Krzysztof Rojowski
E-mail: krzysztof@zwrot.cz
CZESKI CIESZYN / Chociaż na zakończenie remontu czeskocieszyńskiego teatru trzeba będzie jeszcze poczekać, to teatr lalek „Bajka” ma bardzo intensywne plany na ten rok. Już w przyszłą sobotę (26 kwietnia) odbędzie się kolejna premiera – młodzi widzowie będą mogli zobaczyć interpretację „Frankensteina” – a potem zaolziańscy aktorzy będą mogli się zaprezentować przed szeroką krajową publicznością.
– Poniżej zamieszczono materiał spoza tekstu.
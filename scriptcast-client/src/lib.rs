//! # scriptcast-client
//!
//! Client side of the scriptcast system: uploads a script (or names
//! a server-side shared reference), then consumes and renders the
//! response stream on the local terminal.

pub mod driver;
pub mod progress;
pub mod render;

pub use driver::{ClientOptions, Driver};
pub use progress::ProgressMeter;
pub use render::TerminalRenderer;
//! Run-level delta encoding between consecutive screen states.
//!
//! The encoder remembers the previously transmitted buffer and emits
//! only the contiguous byte runs that changed, dramatically reducing
//! bandwidth for animation-style updates where most of the screen is
//! static between frames.
//!
//! ## Wire format
//!
//! Little-endian:
//!
//! ```text
//! run_count: u16  (2)
//! runs:           (repeated run_count times)
//!   offset: u16   (2)
//!   len:    u16   (2)
//!   bytes:  [u8]  (len)
//! ```
//!
//! The hard contract is the round-trip property: applying the encoded
//! diff to the previous buffer reconstructs the new buffer exactly.

use crate::error::CastError;

// ── DeltaEncoder ─────────────────────────────────────────────────

/// Stateful encoder that owns the previously transmitted screen copy.
///
/// The first call after construction (or after [`reset`](Self::reset))
/// always emits the full buffer as a single run.
#[derive(Debug)]
pub struct DeltaEncoder {
    previous: Option<Vec<u8>>,
    size: usize,
}

impl DeltaEncoder {
    /// Create an encoder for buffers of exactly `size` bytes.
    pub fn new(size: usize) -> Self {
        assert!(size > 0 && size <= u16::MAX as usize, "size must fit in u16");
        Self {
            previous: None,
            size,
        }
    }

    /// Forget the previous state, forcing the next diff to carry the
    /// full buffer. Used after a clear-screen.
    pub fn reset(&mut self) {
        self.previous = None;
    }

    /// Encode `current` as a diff against the previously encoded
    /// state, then remember `current` as the new baseline.
    ///
    /// An unchanged buffer encodes to an empty diff (`run_count` 0).
    pub fn encode(&mut self, current: &[u8]) -> Result<Vec<u8>, CastError> {
        if current.len() != self.size {
            return Err(CastError::Encoding(format!(
                "screen size mismatch: got {}, expected {}",
                current.len(),
                self.size,
            )));
        }

        let runs = match &self.previous {
            Some(prev) => changed_runs(prev, current),
            // No baseline: one run covering everything.
            None => vec![(0, current.len())],
        };

        let mut out = Vec::with_capacity(2 + runs.iter().map(|&(_, l)| 4 + l).sum::<usize>());
        out.extend_from_slice(&(runs.len() as u16).to_le_bytes());
        for (offset, len) in runs {
            out.extend_from_slice(&(offset as u16).to_le_bytes());
            out.extend_from_slice(&(len as u16).to_le_bytes());
            out.extend_from_slice(&current[offset..offset + len]);
        }

        self.previous = Some(current.to_vec());
        Ok(out)
    }
}

/// Maximal contiguous spans where `prev` and `cur` differ.
fn changed_runs(prev: &[u8], cur: &[u8]) -> Vec<(usize, usize)> {
    let mut runs = Vec::new();
    let mut start: Option<usize> = None;

    for i in 0..cur.len() {
        if prev[i] != cur[i] {
            if start.is_none() {
                start = Some(i);
            }
        } else if let Some(s) = start.take() {
            runs.push((s, i - s));
        }
    }
    if let Some(s) = start {
        runs.push((s, cur.len() - s));
    }
    runs
}

// ── Decode ───────────────────────────────────────────────────────

/// Apply an encoded diff onto `buffer` in place.
///
/// Every run is bounds-checked against the buffer; trailing bytes
/// after the declared runs are rejected so a corrupted diff cannot be
/// silently half-applied.
pub fn apply_delta(buffer: &mut [u8], diff: &[u8]) -> Result<(), CastError> {
    if diff.len() < 2 {
        return Err(CastError::Encoding("diff shorter than run count".into()));
    }
    let run_count = u16::from_le_bytes(diff[..2].try_into().expect("2-byte slice")) as usize;

    let mut pos = 2;
    for _ in 0..run_count {
        if diff.len() < pos + 4 {
            return Err(CastError::Encoding("diff truncated in run header".into()));
        }
        let offset =
            u16::from_le_bytes(diff[pos..pos + 2].try_into().expect("2-byte slice")) as usize;
        let len =
            u16::from_le_bytes(diff[pos + 2..pos + 4].try_into().expect("2-byte slice")) as usize;
        pos += 4;

        if diff.len() < pos + len {
            return Err(CastError::Encoding("diff truncated in run data".into()));
        }
        if offset + len > buffer.len() {
            return Err(CastError::DeltaOutOfBounds {
                offset,
                len,
                size: buffer.len(),
            });
        }

        buffer[offset..offset + len].copy_from_slice(&diff[pos..pos + len]);
        pos += len;
    }

    if pos != diff.len() {
        return Err(CastError::Encoding("trailing bytes after last run".into()));
    }
    Ok(())
}

// ── Tests ────────────────────────────────────────────────────────

#[cfg(test)]
mod tests {
    use super::*;

    const N: usize = 64;

    fn filled(b: u8) -> Vec<u8> {
        vec![b; N]
    }

    #[test]
    fn first_encode_carries_full_buffer() {
        let mut enc = DeltaEncoder::new(N);
        let cur = filled(b'x');
        let diff = enc.encode(&cur).unwrap();

        // One run: count + header + the whole buffer.
        assert_eq!(diff.len(), 2 + 4 + N);

        let mut screen = filled(0);
        apply_delta(&mut screen, &diff).unwrap();
        assert_eq!(screen, cur);
    }

    #[test]
    fn unchanged_buffer_encodes_empty_diff() {
        let mut enc = DeltaEncoder::new(N);
        let cur = filled(b'x');
        let _ = enc.encode(&cur).unwrap();
        let diff = enc.encode(&cur).unwrap();
        assert_eq!(diff, vec![0, 0]);

        let mut screen = cur.clone();
        apply_delta(&mut screen, &diff).unwrap();
        assert_eq!(screen, cur);
    }

    #[test]
    fn single_byte_change_is_one_small_run() {
        let mut enc = DeltaEncoder::new(N);
        let a = filled(b'a');
        let mut b = a.clone();
        b[10] = b'!';

        let _ = enc.encode(&a).unwrap();
        let diff = enc.encode(&b).unwrap();
        assert_eq!(diff.len(), 2 + 4 + 1);

        let mut screen = a.clone();
        apply_delta(&mut screen, &diff).unwrap();
        assert_eq!(screen, b);
    }

    #[test]
    fn roundtrip_over_a_sequence_of_states() {
        // decode(encode(A, B), A) == B across an animation-like run.
        let mut enc = DeltaEncoder::new(N);
        let mut screen = filled(0);

        let states: Vec<Vec<u8>> = (0..10u8)
            .map(|i| {
                let mut s = filled(b'.');
                // A moving sprite plus a static border.
                s[0] = b'#';
                s[N - 1] = b'#';
                s[(i as usize * 5) % (N - 2) + 1] = b'@';
                s
            })
            .collect();

        for state in &states {
            let diff = enc.encode(state).unwrap();
            apply_delta(&mut screen, &diff).unwrap();
            assert_eq!(&screen, state);
        }
    }

    #[test]
    fn disjoint_changes_become_separate_runs() {
        let mut enc = DeltaEncoder::new(N);
        let a = filled(b'a');
        let mut b = a.clone();
        b[0] = b'X';
        b[1] = b'Y';
        b[40] = b'Z';

        let _ = enc.encode(&a).unwrap();
        let diff = enc.encode(&b).unwrap();
        let run_count = u16::from_le_bytes([diff[0], diff[1]]);
        assert_eq!(run_count, 2);

        let mut screen = a.clone();
        apply_delta(&mut screen, &diff).unwrap();
        assert_eq!(screen, b);
    }

    #[test]
    fn reset_forces_full_diff() {
        let mut enc = DeltaEncoder::new(N);
        let cur = filled(b'q');
        let _ = enc.encode(&cur).unwrap();
        enc.reset();
        let diff = enc.encode(&cur).unwrap();
        assert_eq!(diff.len(), 2 + 4 + N);
    }

    #[test]
    fn size_mismatch_is_an_error() {
        let mut enc = DeltaEncoder::new(N);
        assert!(enc.encode(&filled(b'x')[..N - 1]).is_err());
    }

    #[test]
    fn out_of_bounds_run_is_rejected() {
        // Hand-built diff writing past the end of a small buffer.
        let mut diff = Vec::new();
        diff.extend_from_slice(&1u16.to_le_bytes());
        diff.extend_from_slice(&60u16.to_le_bytes());
        diff.extend_from_slice(&10u16.to_le_bytes());
        diff.extend_from_slice(&[0u8; 10]);

        let mut screen = filled(0);
        assert!(matches!(
            apply_delta(&mut screen, &diff),
            Err(CastError::DeltaOutOfBounds { .. })
        ));
    }

    #[test]
    fn truncated_diff_is_rejected() {
        let mut enc = DeltaEncoder::new(N);
        let diff = enc.encode(&filled(b'x')).unwrap();
        let mut screen = filled(0);
        assert!(apply_delta(&mut screen, &diff[..diff.len() - 1]).is_err());
    }

    #[test]
    fn trailing_garbage_is_rejected() {
        let mut enc = DeltaEncoder::new(N);
        let mut diff = enc.encode(&filled(b'x')).unwrap();
        diff.push(0xFF);
        let mut screen = filled(0);
        assert!(apply_delta(&mut screen, &diff).is_err());
    }
}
Frankenstein w wyjątkowej scenerii
Aktorzy z Czeskiego Cieszyna wzięli na tapet kultowego „Frankensteina”, którego zobaczyć będzie można już w sobotę, 26 kwietnia o 16:00 w szapito rozstawionym na placu obok teatru. Niecodzienną lokalizację chwali Lukáš Bozek, reżyser spektaklu.
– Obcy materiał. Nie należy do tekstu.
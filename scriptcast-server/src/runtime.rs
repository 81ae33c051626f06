//! Collaborator seams: the script interpreter, the assistant client,
//! and the audio subsystem.
//!
//! These are external to the protocol/compression core and are
//! reached only through the narrow traits below. The server binary
//! ships a process-based interpreter plus inert assistant/audio
//! implementations; an embedded interpreter integrates by
//! implementing [`ScriptRuntime`] and binding the capability table.

use std::path::Path;
use std::process::Stdio;

use async_trait::async_trait;
use tokio::io::{AsyncBufReadExt, BufReader};
use tokio::process::Command;
use tracing::{debug, warn};

use scriptcast_core::CastError;

use crate::host::SessionHost;

// ── Traits ───────────────────────────────────────────────────────

/// Runs one script to completion against a session host.
#[async_trait]
pub trait ScriptRuntime: Send + Sync {
    async fn run(&self, script: &Path, host: &mut SessionHost) -> Result<(), CastError>;
}

/// Answers natural-language questions on behalf of a script.
#[async_trait]
pub trait AssistantClient: Send + Sync {
    async fn ask(&self, question: &str) -> Result<String, CastError>;
}

/// Plays audio files on the server machine.
#[async_trait]
pub trait AudioPlayer: Send + Sync {
    /// Start playback; returns whether playback started.
    async fn play(&self, file: &str) -> bool;
    /// Stop everything currently playing.
    async fn stop_all(&self);
}

// ── ProcessRuntime ───────────────────────────────────────────────

/// Invokes a configured interpreter executable on the resolved
/// script, relaying its stdout line by line through the host's print
/// capability so output streams while the script still runs.
pub struct ProcessRuntime {
    interpreter: String,
}

impl ProcessRuntime {
    pub fn new(interpreter: impl Into<String>) -> Self {
        Self {
            interpreter: interpreter.into(),
        }
    }
}

#[async_trait]
impl ScriptRuntime for ProcessRuntime {
    async fn run(&self, script: &Path, host: &mut SessionHost) -> Result<(), CastError> {
        let mut cmd = Command::new(&self.interpreter);
        cmd.arg(script);
        // The argument string travels as one argv entry; the script
        // sees the same value through get_args.
        if !host.args().is_empty() {
            cmd.arg(host.args());
        }
        cmd.stdout(Stdio::piped()).stderr(Stdio::piped());

        let mut child = cmd
            .spawn()
            .map_err(|e| CastError::Script(format!("spawn {}: {e}", self.interpreter)))?;

        let stdout = child
            .stdout
            .take()
            .ok_or(CastError::Script("child stdout unavailable".into()))?;

        // Drain stderr concurrently so a chatty script cannot fill
        // the pipe and stall itself.
        let stderr_drain = child.stderr.take().map(|stderr| {
            tokio::spawn(async move {
                let mut lines = BufReader::new(stderr).lines();
                while let Ok(Some(line)) = lines.next_line().await {
                    debug!("script stderr: {line}");
                }
            })
        });

        let mut lines = BufReader::new(stdout).lines();
        while let Ok(Some(line)) = lines.next_line().await {
            host.print(&[line]).await?;
        }

        if let Some(drain) = stderr_drain {
            let _ = drain.await;
        }

        let status = child
            .wait()
            .await
            .map_err(|e| CastError::Script(format!("wait for interpreter: {e}")))?;
        if !status.success() {
            return Err(CastError::Script(format!(
                "interpreter exited with {status}"
            )));
        }
        Ok(())
    }
}

// ── Inert collaborators ──────────────────────────────────────────

/// Assistant stand-in used when no HTTP backend is configured.
pub struct DisabledAssistant;

#[async_trait]
impl AssistantClient for DisabledAssistant {
    async fn ask(&self, question: &str) -> Result<String, CastError> {
        warn!("assistant not configured; dropping question ({} bytes)", question.len());
        Err(CastError::Script("assistant not configured".into()))
    }
}

/// Audio stand-in for headless servers: playback never starts.
pub struct SilentAudio;

#[async_trait]
impl AudioPlayer for SilentAudio {
    async fn play(&self, file: &str) -> bool {
        debug!("audio not configured; ignoring play({file})");
        false
    }

    async fn stop_all(&self) {}
}

// ── Tests ────────────────────────────────────────────────────────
– W takiej przestrzeni można inaczej spojrzeć na to, czym jest teatr. Zespół uczestniczyć będzie w budowaniu namiotu na zielonej łące. Nie ma tam nic, aż tu nagle grany jest spektakl i dzieje się magia. Potem z kolei wszystko się kończy i przenosi gdzie indziej. To rodzaj symbolicznego kontinuum dla Bajki, która od swojego powstania odwiedzała okoliczne szkoły, budując wszystko samodzielnie. I teraz może korzystać z dobrodziejstw stałej sceny, jak również wędrowniczego trybu szapito – podkreśla.
To oczywiście niejedyny pokaz „Frankensteina”. Sztuka – rekomendowana dzieciom i młodzieży powyżej 10 roku życia – obecna będzie w repertuarze „Bajki” co najmniej do maja, a najbliższe spektakle popremierowe są zaplanowane na 28, 29, 30 kwietnia i 2,5 i 6 maja. Pełen repertuar znajduje się pod tym linkiem.
Aktywne lato „Bajki”
Przed lalkarską grupą z Czeskiego Cieszyna bardzo intensywny rok. Repertuar jest zapełniony do końca maja, a jak zdradza „Zwrotowi” Lena Pešák, miesiące wakacyjne też dostarczą „Bajce” okazji do zaprezentowania się przed liczną publicznością. – Staliśmy się częścią czeskiej sceny teatralnej i dzięki temu możemy występować przed bardzo liczną publicznością. Od kilku lat występujemy na festiwalach w Pradze czy w Chrudimiu, gdzie spotykają się aktorzy z Czech, Słowacji, także innych krajów. Poznajemy tam nowych ludzi, ciekawych reżyserów – przyznaje.
Poszerzone kontakty już przynoszą korzyści. – Właśnie w ten sposób poznaliśmy się z między innymi Lukášem Bouzkiem, który reżyseruje „Frankensteina”. Za scenografię odpowiada z kolei Jitka Barnetová, która jest partnerką Matěja Formana – syna wybitnego czeskiego reżysera Miloša Formana. To bardzo kreatywni ludzie, którzy organizują też własne wydarzenia, a my tam możemy gościć. Jednym z nich jest projekt właśnie braci Formanów – Loď Tajemství. To specjalny statek płynący po Wełtawie i Łabie, na którym prezentują się różne grupy teatralne – wyjaśnia Pešák.
Polska i Czeska Scena też nie próżnują
Warto też dodać, że 26 kwietnia przyniesie nie tylko premierę „Bajki”, ale też Sceny Czeskiej Teatru Cieszyńskiego. W trzynieckiej Trisii wystawi ona komedię „Letní byt“ („Trylogia o letnisku“) Carlo Goldoniego w reżyserii Václava Klemensa. Scena Polska też będzie w tym czasie aktywna – tego samego dnia w Teatrze im. Adama Mickiewicza wystawi „Skrzypka na dachu” w reżyserii Petra Kracika.